Last weekend I was invited to participate in a yard sale/boutique/book signing event. I only had five copies of my book left and I didn’t have time to order more. I wasn’t sure if it would be worth it and almost didn’t participate. But then I decided why not? Every time I have done a book signing with other authors, it has turned into a great experience! Even if I don’t sell a single book, I get to meet other authors and always end up learning something new. It doesn’t matter how many books I sell. Even selling one copy to someone who might not normally hear about it is worth it to me! So I got up Friday morning and headed to the boutique. I was looking at my map, unsure of where to go next, when I was met by flashing lights in my mirror. Awesome. I’ve never been pulled over in my life! Of course it would be on my way to a book signing, when I was already running late. I was apparently speeding in a school zone. School shouldn’t even be going in July! Whatever. I ended up with my first ticket ever. Way lame! And what a bad way to start my day! Oh well. I got there and set up and enjoyed visiting with the other authors. Then the next day we did it again. I sold all five of my books in those two days, making just enough to pay off my speeding ticket. But I learned so much from the other authors, I don’t even care! I made some great new friends who taught me so much already! And we had a blast visiting and sharing our experiences with each other for two days! I would do the whole thing all over again in a heartbeat!
The other authors who were there were Cindy C Bennett, Sherry Gammon, Anna del C Dye, A.M. Hooper, and Mandi Slack. The only problem with doing a book signing with so many other authors is now I want to read each of their books. That’s a lot more to buy!
After hearing some of the experiences other authors have had with publishing houses, I am so happy I self-published! Sometimes I wonder if it is worth all the work, and then I talk to a “traditionally” published author. Nine times out of ten, they are unhappy with their publisher and wish they were in my shoes.
So after talking with these other authors, I went home and wrote this:
I’ll huff and I’ll puff…
Maybe it’s because the 3 little pigs is my daughter’s favorite story right now, but I spent the weekend with several other authors (some self-published and some published through big publishing houses) and now I can’t get thoughts of the big bad wolf out of my head. Let’s face it. We, as authors, are all just like these little piggies. We just want to make our own way in this world, set up houses for ourselves, and live happily ever after. But the big bad wolf of publishing doesn’t want that. They want to knock down our work, watch us run away squealing, and then gobble us up.
Take pig number one for example. This pig is a little naive and possibly unaware of the wolf’s intentions. The wolf takes advantage of this pig any chance he gets. This piggy is like many authors out there who sign a contract with the first publishing house who will take them, thrilled to be getting published at all. Saying, “Hey! A straw house–sounds awesome! It won’t take long to put up, nor much work on my part. Now I can go play!” Then they read the fine print. They are locked in with this publishing house for life, unable to submit work anywhere else. They make almost nothing from royalties, while their publisher racks in the dough. And they don’t even have a marketing package with their contract, so their book isn’t being promoted the way it should be. The first rainfall hits and they realize their house was cool in theory, but now they are left with nothing more than a mushy pile of straw.
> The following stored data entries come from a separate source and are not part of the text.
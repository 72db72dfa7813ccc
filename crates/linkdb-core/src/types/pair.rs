//! Pair keys addressing a cell of an adjacency index.
//!
//! A pair key names two vertices. [`Arc`] is directed: `3 -> 7` and `7 -> 3`
//! are different keys. [`Edge`] is undirected: `{3, 7}` and `{7, 3}` compare,
//! hash, and order identically, so either can be used to look up the other.
//!
//! # Example
//!
//! ```
//! use std::collections::HashSet;
//!
//! use linkdb_core::{Edge, VertexId};
//!
//! let mut seen = HashSet::new();
//! seen.insert(Edge::new(VertexId::new(9), VertexId::new(2)));
//!
//! assert!(seen.contains(&Edge::new(VertexId::new(2), VertexId::new(9))));
//! ```

use std::cmp::Ordering;
use std::fmt;
use std::hash::{Hash, Hasher};

use serde::{Deserialize, Serialize};

use super::VertexId;

/// A key made of two vertex IDs.
///
/// Adjacency indexes store a cell under `first()` and then `second()`, and
/// use [`VertexPair::from_ids`] to rebuild keys while iterating.
/// [`VertexPair::SYMMETRIC`] selects whether the index keeps a mirrored copy
/// of every cell.
pub trait VertexPair: Copy + Eq + Hash + fmt::Debug {
    /// Whether `(a, b)` and `(b, a)` name the same logical entry.
    const SYMMETRIC: bool;

    /// Build a key from a raw `(outer, inner)` pair.
    fn from_ids(first: VertexId, second: VertexId) -> Self;

    /// The first vertex, in construction order.
    fn first(&self) -> VertexId;

    /// The second vertex, in construction order.
    fn second(&self) -> VertexId;
}

/// A directed pair key, from `source` to `target`.
///
/// The name collides with [`std::sync::Arc`] when both are imported. Use the
/// [`ArcKey`] alias, or a path such as `linkdb_core::Arc`, in modules that need
/// both.
#[derive(Debug, Clone, Copy, PartialEq, Eq, Hash, PartialOrd, Ord, Serialize, Deserialize)]
pub struct Arc {
    source: VertexId,
    target: VertexId,
}

/// Alias of [`Arc`] that does not clash with [`std::sync::Arc`].
pub type ArcKey = Arc;

impl Arc {
    /// Create an arc from `source` to `target`.
    #[inline]
    #[must_use]
    pub const fn new(source: VertexId, target: VertexId) -> Self {
        Self { source, target }
    }

    /// The vertex the arc leaves.
    #[inline]
    #[must_use]
    pub const fn source(&self) -> VertexId {
        self.source
    }

    /// The vertex the arc enters.
    #[inline]
    #[must_use]
    pub const fn target(&self) -> VertexId {
        self.target
    }

    /// The arc going the other way.
    #[inline]
    #[must_use]
    pub const fn reversed(&self) -> Self {
        Self { source: self.target, target: self.source }
    }
}

impl VertexPair for Arc {
    const SYMMETRIC: bool = false;

    #[inline]
    fn from_ids(first: VertexId, second: VertexId) -> Self {
        Self::new(first, second)
    }

    #[inline]
    fn first(&self) -> VertexId {
        self.source
    }

    #[inline]
    fn second(&self) -> VertexId {
        self.target
    }
}

impl From<(i32, i32)> for Arc {
    fn from((source, target): (i32, i32)) -> Self {
        Self::new(VertexId::new(source), VertexId::new(target))
    }
}

impl fmt::Display for Arc {
    fn fmt(&self, f: &mut fmt::Formatter<'_>) -> fmt::Result {
        write!(f, "{} {}", self.source, self.target)
    }
}

/// An undirected pair key.
///
/// Equality, hashing, and ordering only look at the unordered pair, but
/// [`first`](VertexPair::first) and [`second`](VertexPair::second) return the
/// vertices in the order the edge was built with.
#[derive(Debug, Clone, Copy, Serialize, Deserialize)]
pub struct Edge {
    first: VertexId,
    second: VertexId,
}

impl Edge {
    /// Create an edge between `first` and `second`.
    #[inline]
    #[must_use]
    pub const fn new(first: VertexId, second: VertexId) -> Self {
        Self { first, second }
    }

    /// The two vertices as `(min, max)`.
    #[inline]
    #[must_use]
    pub fn canonical(&self) -> (VertexId, VertexId) {
        if self.first <= self.second {
            (self.first, self.second)
        } else {
            (self.second, self.first)
        }
    }

    /// Whether both ends are the same vertex.
    #[inline]
    #[must_use]
    pub fn is_self_loop(&self) -> bool {
        self.first == self.second
    }

    /// Whether `vertex` is one of the two ends.
    #[inline]
    #[must_use]
    pub fn touches(&self, vertex: VertexId) -> bool {
        self.first == vertex || self.second == vertex
    }
}

impl VertexPair for Edge {
    const SYMMETRIC: bool = true;

    #[inline]
    fn from_ids(first: VertexId, second: VertexId) -> Self {
        Self::new(first, second)
    }

    #[inline]
    fn first(&self) -> VertexId {
        self.first
    }

    #[inline]
    fn second(&self) -> VertexId {
        self.second
    }
}

impl PartialEq for Edge {
    fn eq(&self, other: &Self) -> bool {
        self.canonical() == other.canonical()
    }
}

impl Eq for Edge {}

impl Hash for Edge {
    fn hash<H: Hasher>(&self, state: &mut H) {
        self.canonical().hash(state);
    }
}

impl PartialOrd for Edge {
    fn partial_cmp(&self, other: &Self) -> Option<Ordering> {
        Some(self.cmp(other))
    }
}

impl Ord for Edge {
    fn cmp(&self, other: &Self) -> Ordering {
        self.canonical().cmp(&other.canonical())
    }
}

impl From<(i32, i32)> for Edge {
    fn from((first, second): (i32, i32)) -> Self {
        Self::new(VertexId::new(first), VertexId::new(second))
    }
}

impl fmt::Display for Edge {
    fn fmt(&self, f: &mut fmt::Formatter<'_>) -> fmt::Result {
        write!(f, "{} {}", self.first, self.second)
    }
}
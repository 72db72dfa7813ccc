//! Encoding and decoding traits for serialization.

use crate::CoreError;

/// A trait for types that can be encoded to bytes.
///
/// This trait provides a unified interface for serializing types to a binary format
/// suitable for storage or transmission. Implementations should produce compact output.
pub trait Encoder: Sized {
    /// Encode this value to bytes.
    ///
    /// # Errors
    ///
    /// Returns an error if encoding fails (e.g., due to invalid data).
    fn encode(&self) -> Result<Vec<u8>, CoreError> {
        let mut buf = Vec::new();
        self.encode_to(&mut buf)?;
        Ok(buf)
    }

    /// Encode this value into a pre-allocated buffer.
    ///
    /// This method appends the encoded bytes to the provided buffer,
    /// which can be more efficient when encoding multiple values.
    ///
    /// # Errors
    ///
    /// Returns an error if encoding fails.
    fn encode_to(&self, buf: &mut Vec<u8>) -> Result<(), CoreError>;
}

/// A trait for types that can be decoded from bytes.
///
/// Implementors read from a cursor (a byte slice that is advanced past the
/// consumed bytes), which lets several values be decoded back to back.
pub trait Decoder: Sized {
    /// Decode a value from the front of `input`, advancing it.
    ///
    /// # Errors
    ///
    /// Returns an error if decoding fails (e.g., invalid data, truncated input).
    fn decode_from(input: &mut &[u8]) -> Result<Self, CoreError>;

    /// Decode a value that must span all of `bytes`.
    ///
    /// # Errors
    ///
    /// Returns an error if decoding fails or if bytes are left over.
    fn decode(bytes: &[u8]) -> Result<Self, CoreError> {
        let mut input = bytes;
        let value = Self::decode_from(&mut input)?;
        if !input.is_empty() {
            return Err(CoreError::Encoding(format!("{} trailing bytes after value", input.len())));
        }
        Ok(value)
    }
}

/// Format version for serialized data.
///
/// This version number is embedded in serialized data to support
/// forward-compatible schema evolution.
pub const FORMAT_VERSION: u8 = 1;

/// Split `N` bytes off the front of `input`.
pub(crate) fn take<const N: usize>(input: &mut &[u8], what: &str) -> Result<[u8; N], CoreError> {
    if input.len() < N {
        return Err(CoreError::truncated(what));
    }
    let (head, rest) = input.split_at(N);
    let bytes: [u8; N] = head.try_into().map_err(|_| CoreError::truncated(what))?;
    *input = rest;
    Ok(bytes)
}
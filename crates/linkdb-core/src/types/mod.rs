//! Core data types for `LinkDB`.
//!
//! This module defines the vertex identifier and the pair keys that address
//! cells in an adjacency index.

mod id;
mod pair;

pub use id::VertexId;
pub use pair::{Arc, ArcKey, Edge, VertexPair};
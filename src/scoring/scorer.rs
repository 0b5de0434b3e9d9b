/// TF-IDF Scorer
#[derive(Debug, Clone, Copy, Default)]
pub struct TfIdfScorer;

impl TfIdfScorer {
    pub fn new() -> Self {
        TfIdfScorer
    }

    /// IDF = ln(total documents / documents containing the term)
    pub fn idf(&self, total_docs: usize, doc_freq: usize) -> f64 {
        (total_docs as f64 / doc_freq as f64).ln()
    }

    /// TF-IDF = TF * IDF
    pub fn score(&self, tf: f64, idf: f64) -> f64 {
        tf * idf
    }
}
use parking_lot::Mutex;
use std::collections::BTreeMap;
use std::collections::hash_map::DefaultHasher;
use std::hash::{Hash, Hasher};

/// Map sharded into independently locked buckets, so rayon workers touching
/// different keys rarely contend.
pub struct ConcurrentMap<K, V> {
    buckets: Vec<Mutex<BTreeMap<K, V>>>,
}

impl<K, V> ConcurrentMap<K, V>
where
    K: Ord + Hash,
{
    pub fn new(bucket_count: usize) -> Self {
        let bucket_count = bucket_count.max(1);
        ConcurrentMap {
            buckets: (0..bucket_count).map(|_| Mutex::new(BTreeMap::new())).collect(),
        }
    }

    fn bucket(&self, key: &K) -> &Mutex<BTreeMap<K, V>> {
        let mut hasher = DefaultHasher::new();
        key.hash(&mut hasher);
        let idx = (hasher.finish() % self.buckets.len() as u64) as usize;
        &self.buckets[idx]
    }

    /// Apply `f` to the value under `key`, inserting `V::default()` first if absent.
    pub fn update<F>(&self, key: K, f: F)
    where
        V: Default,
        F: FnOnce(&mut V),
    {
        let mut bucket = self.bucket(&key).lock();
        f(bucket.entry(key).or_default());
    }

    pub fn erase(&self, key: &K) -> Option<V> {
        self.bucket(key).lock().remove(key)
    }

    pub fn len(&self) -> usize {
        self.buckets.iter().map(|bucket| bucket.lock().len()).sum()
    }

    pub fn is_empty(&self) -> bool {
        self.len() == 0
    }

    /// Merge all buckets into one ordered map.
    pub fn into_ordinary_map(self) -> BTreeMap<K, V> {
        let mut merged = BTreeMap::new();
        for bucket in self.buckets {
            merged.append(&mut bucket.into_inner());
        }
        merged
    }
}
use rayon::prelude::*;
use tracing::debug;
use crate::core::engine::SearchEngine;
use crate::core::error::Result;
use crate::search::results::ScoredDocument;

/// Runs many independent searches against one engine on a dedicated pool.
///
/// The engine is only borrowed for the duration of a call, so it cannot be
/// mutated while a batch is running.
pub struct BatchProcessor {
    workers: usize,
    pool: rayon::ThreadPool,
}

impl BatchProcessor {
    pub fn new(workers: usize) -> Result<Self> {
        let workers = workers.max(1);
        let pool = rayon::ThreadPoolBuilder::new()
            .num_threads(workers)
            .thread_name(|idx| format!("quill-batch-{}", idx))
            .build()?;

        Ok(BatchProcessor { workers, pool })
    }

    /// Pool sized from the engine's config.
    pub fn for_engine(engine: &SearchEngine) -> Result<Self> {
        BatchProcessor::new(engine.config().batch_workers)
    }

    /// Threads in the pool; requests for zero workers are raised to one.
    pub fn workers(&self) -> usize {
        self.workers
    }

    /// One result set per query, in query order. A failing query only fails
    /// its own entry.
    pub fn process_queries<S>(&self, engine: &SearchEngine, queries: &[S]) -> Vec<Result<Vec<ScoredDocument>>>
    where
        S: AsRef<str> + Sync,
    {
        debug!(queries = queries.len(), workers = self.workers, "processing query batch");
        self.pool.install(|| process_queries(engine, queries))
    }

    pub fn process_queries_joined<S>(&self, engine: &SearchEngine, queries: &[S]) -> Result<Vec<ScoredDocument>>
    where
        S: AsRef<str> + Sync,
    {
        join_results(self.process_queries(engine, queries))
    }
}

/// [`BatchProcessor::process_queries`] on the global rayon pool.
pub fn process_queries<S>(engine: &SearchEngine, queries: &[S]) -> Vec<Result<Vec<ScoredDocument>>>
where
    S: AsRef<str> + Sync,
{
    queries
        .par_iter()
        .map(|query| engine.find_top_documents(query.as_ref()))
        .collect()
}

/// All results flattened in query order; fails with the first failing query.
pub fn process_queries_joined<S>(engine: &SearchEngine, queries: &[S]) -> Result<Vec<ScoredDocument>>
where
    S: AsRef<str> + Sync,
{
    join_results(process_queries(engine, queries))
}

fn join_results(per_query: Vec<Result<Vec<ScoredDocument>>>) -> Result<Vec<ScoredDocument>> {
    let mut joined = Vec::new();
    for results in per_query {
        joined.extend(results?);
    }
    Ok(joined)
}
Pig number two has done his homework. He knows sticks are thicker and stronger than straw, but he maybe doesn’t know how to make his house completely secure. He has a lawyer read over his contract and doesn’t sign until he feels good about the deal he is getting, but he still doesn’t have rights to his own book. He can’t sell or promote his own work without first clearing it with his publisher and they get to make changes to his story that maybe he doesn’t want in there. It only takes an extra blow or two, and his house gets knocked down, just like his brother’s.
Then there is little piggy number three. He spends a lot more of his own money, and he has to work three times harder than the first two pigs, but once his house of brick is complete, he is able to relax by the fireplace and turn up his music to block out the sound of a wolf howling at his door. All the other pigs called him crazy when he said he was going to self-publish. “Why do all that extra work? If you build a simpler home, you can spend the rest of the day playing with us! Besides, do you know how much bricks cost?!” But it always ends the same. The third little pig is the happiest, and he always ends up helping the other pigs out when their houses come tumbling down.